AI in motion: designing a simple system to see, understand, and react in the real world (Part II)

October 9, 2018
Noah Negrey

Cloud Developer Programs Engineer

Yu-Han Liu

Developer Programs Engineer, Google Cloud AI

In the first of three posts, we described why we chose to build an AI-powered system that can see, understand, and react to the world around us. We shared our design goals, architectural decisions, gameplay plans, and the process we planned to use. In this post, we will walk through how we gathered data, then how we selected and trained our models.

Gathering and preparing data

One of the first practical steps in any machine learning project involves gathering and preparing  the data. In our case we didn’t have a treasure trove of existing labeled data that we could use to train our model, which meant for this project, we needed to create the dataset. There are many ways you might create a dataset, and we considered the brute force approach of taking many photographs individually by hand, or exportingtaking frames fromoff videos, but that would have required a lot of time to label the resulting images with bounding boxes. A better approach for an image-based “seeing” project like this was to automate a process to randomly generate that data using cropped images.

We started with a simple base image of the game arena (Figure 1). The floor, or background, was a black mat typically used in gyms and brown wood pieces which acted as the walls to the arena. Next, we created a simple cropped image of a Sphero robot (Figure 2). These base images would be used to create an automated process to randomly place robots in arena images, and those generated arena images would become our dataset.

Figure 1: Base arena image
Figure 2: Cropped ball image

We initially started with two base images and ten different images of the Sphero robot. As the project grew we added more images to add volume and variety to out initial dataset.

We started simple with our generated images, creating a single robot on the base arena image. Later, as we increased complexity by adding objects and more robots, our generated training images looked more like the eventual games. In more advanced images, the floor mats were textured differently, there were multiple robot balls, each robot had a different color cover on it, and there were several additional objects and obstacles of different shapes (Figure 3).

Figure 3: Arena with a variety of generated images

Over the course of the project we photographed and cropped many images to use in our dataset.  More than 16,000 images were automatically and randomly generated for training and test images. We used the open-source Python imaging library, Pillow, to do this generation.

Our approach followed Sara Robinson’s Taylor Swift Detector blog guide with one exception: we didn’t manually label our images because we generated our own dataset from scratch.

We wrote a python script (overlay.py) that used Pillow to randomly place our cropped images over our base images. We then stored the location and type for each object in our image to use as our labels. The information we stored for each overlaid image was the coordinates of the image, and we used a bounding box with a normalized coordinate system (left, top, right, bottom), and the type of the image (1 = blue Sphero, 2 = green Sphero, …)

So for one image the labeled information might look like the following:


For additional objects that entry would extend in the same pattern, four coordinates and one label indicating the type of object.

After we generated our dataset and label information, we followed Sara Robinson’s guide on converting that information into a format that TensorFlow accepts, a TFRecord.

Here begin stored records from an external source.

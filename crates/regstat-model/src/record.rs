use crate::dimension::DataKind;
use crate::import::ParseError;

/// Column names of a vehicle extract, in canonical order.
pub const VEHICLE_COLUMNS: [&str; 16] = [
    "AN",
    "NOSEQ_VEH",
    "CLAS",
    "TYP_VEH_CATEG_USA",
    "MARQ_VEH",
    "MODEL_VEH",
    "ANNEE_MOD",
    "MASSE_NETTE",
    "NB_CYL",
    "CYL_VEH",
    "NB_ESIEU_MAX",
    "COUL_ORIG",
    "TYP_CARBU",
    "REG_ADM",
    "MRC",
    "CG_FIXE",
];

/// Column names of a driver's-license extract, in canonical order.
pub const LICENSE_COLUMNS: [&str; 9] = [
    "AN",
    "NOSEQ_TITUL",
    "AGE_1ER_JUIN",
    "SEXE",
    "MRC",
    "REG_ADM",
    "TYP_PERMIS",
    "EXPERIENCE_GLOBALE",
    "IND_PROBATOIRE",
];

pub fn columns_for(kind: DataKind) -> &'static [&'static str] {
    match kind {
        DataKind::Vehicle => &VEHICLE_COLUMNS,
        DataKind::License => &LICENSE_COLUMNS,
    }
}

/// One vehicle registration row as read from an extract.
#[derive(Clone, Debug, Default, PartialEq)]
pub struct VehicleRecord {
    pub year: Option<i32>,
    pub sequence: String,
    pub classification: Option<String>,
    pub vehicle_type: Option<String>,
    pub make: Option<String>,
    pub model: Option<String>,
    pub model_year: Option<i32>,
    pub net_mass: Option<f64>,
    pub cylinder_count: Option<i32>,
    pub displacement: Option<f64>,
    pub axle_count: Option<i32>,
    pub color: Option<String>,
    pub fuel_type: Option<String>,
    pub region: Option<String>,
    pub district: Option<String>,
    pub municipality: Option<String>,
}

/// One driver's-license row as read from an extract.
#[derive(Clone, Debug, Default, PartialEq)]
pub struct LicenseRecord {
    pub year: Option<i32>,
    pub sequence: String,
    pub age_group: Option<String>,
    pub gender: Option<String>,
    pub district: Option<String>,
    pub region: Option<String>,
    pub license_type: Option<String>,
    pub experience: Option<String>,
    pub is_probationary: Option<bool>,
}

#[derive(Clone, Debug, PartialEq)]
pub enum Record {
    Vehicle(VehicleRecord),
    License(LicenseRecord),
}

impl Record {
    pub fn sequence(&self) -> &str {
        match self {
            Record::Vehicle(v) => &v.sequence,
            Record::License(l) => &l.sequence,
        }
    }

    pub fn year(&self) -> Option<i32> {
        match self {
            Record::Vehicle(v) => v.year,
            Record::License(l) => l.year,
        }
    }
}

/// Maps canonical column positions to positions in a concrete extract.
#[derive(Clone, Debug, PartialEq, Eq)]
pub struct ColumnMap {
    kind: DataKind,
    positions: Vec<usize>,
    width: usize,
}

impl ColumnMap {
    pub fn canonical(kind: DataKind) -> Self {
        let width = columns_for(kind).len();
        Self {
            kind,
            positions: (0..width).collect(),
            width,
        }
    }

    /// Build a map from a header row. Extra columns are tolerated; missing ones are not.
    pub fn from_header(kind: DataKind, header: &[&str]) -> Result<Self, ParseError> {
        let expected = columns_for(kind);
        let mut positions = Vec::with_capacity(expected.len());
        let mut missing = Vec::new();
        for name in expected {
            match header
                .iter()
                .position(|h| h.trim().trim_matches('"').eq_ignore_ascii_case(name))
            {
                Some(idx) => positions.push(idx),
                None => missing.push(*name),
            }
        }
        if !missing.is_empty() {
            return Err(ParseError::MissingColumns {
                kind,
                columns: missing.iter().map(|c| c.to_string()).collect(),
            });
        }
        Ok(Self {
            kind,
            positions,
            width: header.len(),
        })
    }

    /// Number of fields every data row must carry.
    pub fn width(&self) -> usize {
        self.width
    }

    fn field<'a>(&self, row: &'a csv::StringRecord, canonical: usize) -> &'a str {
        row.get(self.positions[canonical]).unwrap_or("").trim()
    }

    /// Convert a row of the right width into a typed record.
    pub fn record(&self, row: &csv::StringRecord) -> Record {
        match self.kind {
            DataKind::Vehicle => Record::Vehicle(VehicleRecord {
                year: parse_int(self.field(row, 0)),
                sequence: self.field(row, 1).to_string(),
                classification: text(self.field(row, 2)),
                vehicle_type: text(self.field(row, 3)),
                make: text(self.field(row, 4)),
                model: text(self.field(row, 5)),
                model_year: parse_int(self.field(row, 6)),
                net_mass: parse_float(self.field(row, 7)),
                cylinder_count: parse_int(self.field(row, 8)),
                displacement: parse_float(self.field(row, 9)),
                axle_count: parse_int(self.field(row, 10)),
                color: text(self.field(row, 11)),
                fuel_type: text(self.field(row, 12)),
                region: text(self.field(row, 13)),
                district: text(self.field(row, 14)),
                municipality: text(self.field(row, 15)),
            }),
            DataKind::License => Record::License(LicenseRecord {
                year: parse_int(self.field(row, 0)),
                sequence: self.field(row, 1).to_string(),
                age_group: text(self.field(row, 2)),
                gender: text(self.field(row, 3)),
                district: text(self.field(row, 4)),
                region: text(self.field(row, 5)),
                license_type: text(self.field(row, 6)),
                experience: text(self.field(row, 7)),
                is_probationary: parse_flag(self.field(row, 8)),
            }),
        }
    }
}

fn text(v: &str) -> Option<String> {
    (!v.is_empty()).then(|| v.to_string())
}

fn parse_int(v: &str) -> Option<i32> {
    if v.is_empty() {
        return None;
    }
    v.parse::<i32>()
        .ok()
        .or_else(|| {
            parse_float(v)
                .filter(|f| f.fract() == 0.0 && (i32::MIN as f64..=i32::MAX as f64).contains(f))
                .map(|f| f as i32)
        })
}

fn parse_float(v: &str) -> Option<f64> {
    if v.is_empty() {
        return None;
    }
    // Some years use a decimal comma.
    let normalized = v.replace(',', ".");
    normalized.parse::<f64>().ok().filter(|f| f.is_finite())
}

fn parse_flag(v: &str) -> Option<bool> {
    match v.to_ascii_uppercase().as_str() {
        "" => None,
        "1" | "O" | "OUI" | "Y" | "YES" | "TRUE" => Some(true),
        "0" | "N" | "NON" | "NO" | "FALSE" => Some(false),
        _ => None,
    }
}

/// Extract a four-digit year (1900..=2100) from an extract file name.
///
/// The last matching run of digits wins, so `vehicules_2017_v2_2020.csv` yields 2020.
pub fn year_from_file_name(name: &str) -> Option<i32> {
    let stem = std::path::Path::new(name)
        .file_stem()
        .and_then(|s| s.to_str())
        .unwrap_or(name);
    let mut found = None;
    let bytes = stem.as_bytes();
    let mut i = 0;
    while i < bytes.len() {
        if bytes[i].is_ascii_digit() {
            let start = i;
            while i < bytes.len() && bytes[i].is_ascii_digit() {
                i += 1;
            }
            if i - start == 4 {
                if let Ok(year) = stem[start..i].parse::<i32>() {
                    if (1900..=2100).contains(&year) {
                        found = Some(year);
                    }
                }
            }
        } else {
            i += 1;
        }
    }
    found
}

We took Sara’s script for this conversion and modified it and created our own script to convert the information to a TFRecord for our dataset.

Generating the data required three steps:

  1. Generate a dataset with labels from cropped images—we started with a small number of images, and expanded our dataset as we retrained our model.

  2. Convert the dataset into a TFRecord to be used by TensorFlow.

  3. Upload the TFRecord files to Cloud Storage for use by the Object Detection Model training pipeline.

Choosing a model

Once we had usable data, we focused on selecting the right machine learning models for object detection (Object Detection Model) and ball direction driver (Commander Model). As stated earlier, our Object Detection Model would ‘see’ the arena, robots, and objects, while our Commander Model would ‘react’ in near real-time, with predictions for the optimal robot path.  Both models had to be small so they could be on a mobile device.

Object detection

For object detection, we started with a sample application provided by TensorFlow. We used the application as the basis of our app, because it handled several core challenges of seeing the robots: getting access to the camera, pulling images to be for use in object detection, and using TensorFlow on Android. We had to modify the inputs and outputs of the TensorFlow library, and then drop our model into the on device app.

These resources helped us get started with TensorFlow and Android:

  1. TensorFlow Android Camera Demo

  2. TF Lite Android App Example for Object Detection

  3. TensorFlow Lite Android Sample application

Taking our cue from these blog posts, we decided to use the TensorFlow Research team’s publicly posted TensorFlow Object Detection API. This meant we could download one of the checkpoints and modify some of the config files to get our model ready for training.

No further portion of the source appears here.